* [Problem description]: Search the entries for the string "away" and give the number of lines that hold it, nothing more.

Data records:
+===+

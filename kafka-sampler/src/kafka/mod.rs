use std::collections::BTreeMap;

use async_trait::async_trait;
use futures::stream::BoxStream;
use rdkafka::error::KafkaError;
use rdkafka::types::RDKafkaErrorCode;
use thiserror::Error;

use crate::message::TopicMessage;
use crate::types::{PartitionConsumeRequest, Watermark};

pub mod client;

pub use client::RdKafkaClient;

pub type MessageStream = BoxStream<'static, Result<TopicMessage, KafkaClientError>>;

#[derive(Error, Debug)]
pub enum KafkaClientError {
    #[error("failed to create kafka client: {0}")]
    ClientCreation(#[source] KafkaError),

    #[error("topic '{0}' does not exist")]
    TopicNotFound(String),

    #[error("kafka error during {operation} for topic {topic}: {source}")]
    Topic {
        operation: &'static str,
        topic: String,
        #[source]
        source: KafkaError,
    },

    #[error("kafka error during {operation} for partition {partition}: {source}")]
    Partition {
        operation: &'static str,
        partition: i32,
        #[source]
        source: KafkaError,
    },

    #[error("broker returned invalid watermarks for partition {partition}: low {low} > high {high}")]
    InvalidWatermarks { partition: i32, low: i64, high: i64 },

    #[error("kafka call did not complete: {0}")]
    Join(#[from] tokio::task::JoinError),
}

impl KafkaClientError {
    /// Returns the error type tag for metrics
    pub fn error_type(&self) -> &'static str {
        match self {
            KafkaClientError::ClientCreation(_) => "client_creation",
            KafkaClientError::TopicNotFound(_) => "topic_not_found",
            KafkaClientError::Topic { source, .. } | KafkaClientError::Partition { source, .. }
                if is_timeout_error(source) =>
            {
                "timeout"
            }
            KafkaClientError::Topic { .. } | KafkaClientError::Partition { .. } => "kafka_error",
            KafkaClientError::InvalidWatermarks { .. } => "invalid_watermarks",
            KafkaClientError::Join(_) => "join",
        }
    }
}

/// Check if a KafkaError represents a timeout condition
pub fn is_timeout_error(e: &KafkaError) -> bool {
    match e {
        KafkaError::Global(code)
        | KafkaError::MessageConsumption(code)
        | KafkaError::MetadataFetch(code) => {
            matches!(
                code,
                RDKafkaErrorCode::RequestTimedOut | RDKafkaErrorCode::OperationTimedOut
            )
        }
        _ => false,
    }
}

/// The narrow slice of the cluster the sampler needs. Connection handling,
/// retries and the wire protocol all live behind it.
#[async_trait]
pub trait ClusterClient: Send + Sync {
    /// Partition ids of `topic`, in ascending order.
    async fn partition_ids(&self, topic: &str) -> Result<Vec<i32>, KafkaClientError>;

    /// Low and high watermark of every requested partition, keyed by id.
    async fn watermarks(
        &self,
        topic: &str,
        partitions: &[i32],
    ) -> Result<BTreeMap<i32, Watermark>, KafkaClientError>;

    /// Reads `request.partition_id` from `request.start_offset` onwards, or
    /// from the current end for live tail. Records come in offset order. A
    /// bounded read stops at the end of the partition. Dropping the stream
    /// stops the fetch.
    async fn fetch_messages(
        &self,
        topic: &str,
        request: &PartitionConsumeRequest,
    ) -> Result<MessageStream, KafkaClientError>;

    async fn health_check(&self) -> Result<(), KafkaClientError>;
}
//! Fan-in of lifecycle events from concurrent partition tasks onto a single
//! outbound connection.
//!
//! Producers push [`StreamEvent`]s into a bounded channel through a shared
//! [`ProgressReporter`]. One writer task ([`run_writer`]) drains the channel
//! and is the only code that ever touches the transport, so frames can never
//! interleave. The writer stops after the first terminal event.

use std::sync::atomic::{AtomicBool, AtomicI64, Ordering};
use std::sync::Arc;
use std::time::Duration;

use async_trait::async_trait;
use thiserror::Error;
use tokio::sync::mpsc::{self, Receiver, Sender};
use tokio::task::JoinHandle;
use tokio::time::MissedTickBehavior;
use tokio_util::sync::CancellationToken;
use tracing::debug;

use crate::message::TopicMessage;
use crate::types::StreamEvent;

#[derive(Error, Debug)]
pub enum TransportError {
    #[error("client connection closed")]
    Closed,
    #[error("failed to encode event: {0}")]
    Encode(#[from] serde_json::Error),
    #[error("transport error: {0}")]
    Io(String),
}

/// The outbound side of a client connection.
#[async_trait]
pub trait EventTransport: Send {
    async fn send(&mut self, event: &StreamEvent) -> Result<(), TransportError>;

    /// Called once after the last event.
    async fn close(&mut self) {}

    /// Resolves once the client is known to be gone. Transports that only
    /// find out on a failed send never resolve.
    async fn closed(&mut self) {
        futures::future::pending::<()>().await
    }
}

/// Concurrency-safe sink for one request's lifecycle events.
pub struct ProgressReporter {
    sender: Sender<StreamEvent>,
    emit_progress: bool,
    progress_interval: Duration,
    messages_consumed: AtomicI64,
    bytes_consumed: AtomicI64,
    finished: AtomicBool,
}

impl ProgressReporter {
    /// Creates a reporter and the receiving end its writer drains.
    ///
    /// `emit_progress` turns on periodic progress updates. Only filtered
    /// requests need them: otherwise every consumed message is already
    /// streamed to the client.
    pub fn channel(
        capacity: usize,
        emit_progress: bool,
        progress_interval: Duration,
    ) -> (Arc<Self>, Receiver<StreamEvent>) {
        let (sender, receiver) = mpsc::channel(capacity.max(1));
        let reporter = Self {
            sender,
            emit_progress,
            progress_interval,
            messages_consumed: AtomicI64::new(0),
            bytes_consumed: AtomicI64::new(0),
            finished: AtomicBool::new(false),
        };
        (Arc::new(reporter), receiver)
    }

    pub async fn on_phase(&self, phase: &str) {
        self.send(StreamEvent::Phase {
            phase: phase.to_string(),
        })
        .await;
    }

    pub async fn on_message(&self, message: TopicMessage) {
        self.send(StreamEvent::Message {
            message: Box::new(message),
        })
        .await;
    }

    /// Stats only: counts a record read from the log, whether or not it is
    /// delivered to the client.
    pub fn on_message_consumed(&self, size_bytes: usize) {
        self.messages_consumed.fetch_add(1, Ordering::Relaxed);
        self.bytes_consumed
            .fetch_add(i64::try_from(size_bytes).unwrap_or(i64::MAX), Ordering::Relaxed);
    }

    pub async fn on_partition_error(&self, partition_id: i32, message: String) {
        self.send(StreamEvent::PartitionError {
            partition_id,
            message,
        })
        .await;
    }

    pub async fn on_complete(&self, elapsed: Duration, is_cancelled: bool) {
        let (messages_consumed, bytes_consumed) = self.totals();
        self.finish(StreamEvent::Done {
            elapsed_ms: elapsed.as_secs_f64() * 1000.0,
            is_cancelled,
            messages_consumed,
            bytes_consumed,
        })
        .await;
    }

    pub async fn on_error(&self, message: String) {
        self.finish(StreamEvent::Error { message }).await;
    }

    pub fn totals(&self) -> (i64, i64) {
        (
            self.messages_consumed.load(Ordering::Relaxed),
            self.bytes_consumed.load(Ordering::Relaxed),
        )
    }

    pub fn is_finished(&self) -> bool {
        self.finished.load(Ordering::Acquire)
    }

    /// Starts the periodic progress task, if this reporter emits progress.
    /// The task ends when `cancel` fires or the request finishes.
    pub fn start_progress_ticker(
        self: &Arc<Self>,
        cancel: CancellationToken,
    ) -> Option<JoinHandle<()>> {
        if !self.emit_progress {
            return None;
        }

        let reporter = self.clone();
        Some(tokio::spawn(async move {
            let mut ticker = tokio::time::interval(reporter.progress_interval);
            ticker.set_missed_tick_behavior(MissedTickBehavior::Delay);
            // first tick completes immediately
            ticker.tick().await;

            loop {
                tokio::select! {
                    _ = cancel.cancelled() => break,
                    _ = ticker.tick() => {}
                }
                if reporter.is_finished() {
                    break;
                }

                let (messages_consumed, bytes_consumed) = reporter.totals();
                let event = StreamEvent::ProgressUpdate {
                    messages_consumed,
                    bytes_consumed,
                };
                tokio::select! {
                    _ = cancel.cancelled() => break,
                    sent = reporter.sender.send(event) => {
                        if sent.is_err() {
                            break;
                        }
                    }
                }
            }
            debug!("Progress ticker stopped");
        }))
    }

    async fn send(&self, event: StreamEvent) {
        if self.is_finished() {
            return;
        }
        // The writer is gone once the client disconnects. Nothing left to
        // tell it.
        if self.sender.send(event).await.is_err() {
            debug!("Event writer is gone, dropping event");
        }
    }

    async fn finish(&self, event: StreamEvent) {
        if self.finished.swap(true, Ordering::AcqRel) {
            return;
        }
        if self.sender.send(event).await.is_err() {
            debug!("Event writer is gone, dropping terminal event");
        }
    }
}

/// How the writer ended.
#[derive(Debug, Clone, Copy, PartialEq, Eq)]
pub enum WriterExit {
    /// A terminal event was delivered.
    Terminal,
    /// The transport failed. The request was cancelled.
    Disconnected,
    /// All reporters went away without a terminal event.
    Abandoned,
}

/// Forwards events to the transport in channel order until a terminal event
/// has been written. A failed send, or the transport reporting itself
/// closed while the request is idle, means the client is gone and cancels
/// the request through `cancel`.
pub async fn run_writer<T: EventTransport>(
    mut events: Receiver<StreamEvent>,
    mut transport: T,
    cancel: CancellationToken,
) -> WriterExit {
    let mut exit = WriterExit::Abandoned;

    loop {
        let event = tokio::select! {
            biased;
            event = events.recv() => match event {
                Some(event) => event,
                None => break,
            },
            _ = transport.closed() => {
                debug!("Client went away, cancelling request");
                cancel.cancel();
                exit = WriterExit::Disconnected;
                break;
            }
        };
        let terminal = event.is_terminal();

        if let Err(e) = transport.send(&event).await {
            debug!(error = %e, "Client transport failed, cancelling request");
            cancel.cancel();
            exit = WriterExit::Disconnected;
            break;
        }

        if terminal {
            exit = WriterExit::Terminal;
            break;
        }
    }

    // Unblock producers still waiting on a full channel.
    events.close();
    transport.close().await;
    exit
}

/// Transport that forwards events into a channel.
pub struct ChannelTransport {
    sender: Sender<StreamEvent>,
}

impl ChannelTransport {
    pub fn new(sender: Sender<StreamEvent>) -> Self {
        Self { sender }
    }
}

#[async_trait]
impl EventTransport for ChannelTransport {
    async fn send(&mut self, event: &StreamEvent) -> Result<(), TransportError> {
        self.sender
            .send(event.clone())
            .await
            .map_err(|_| TransportError::Closed)
    }

    async fn closed(&mut self) {
        self.sender.closed().await
    }
}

+===+

* [Written answer]: 2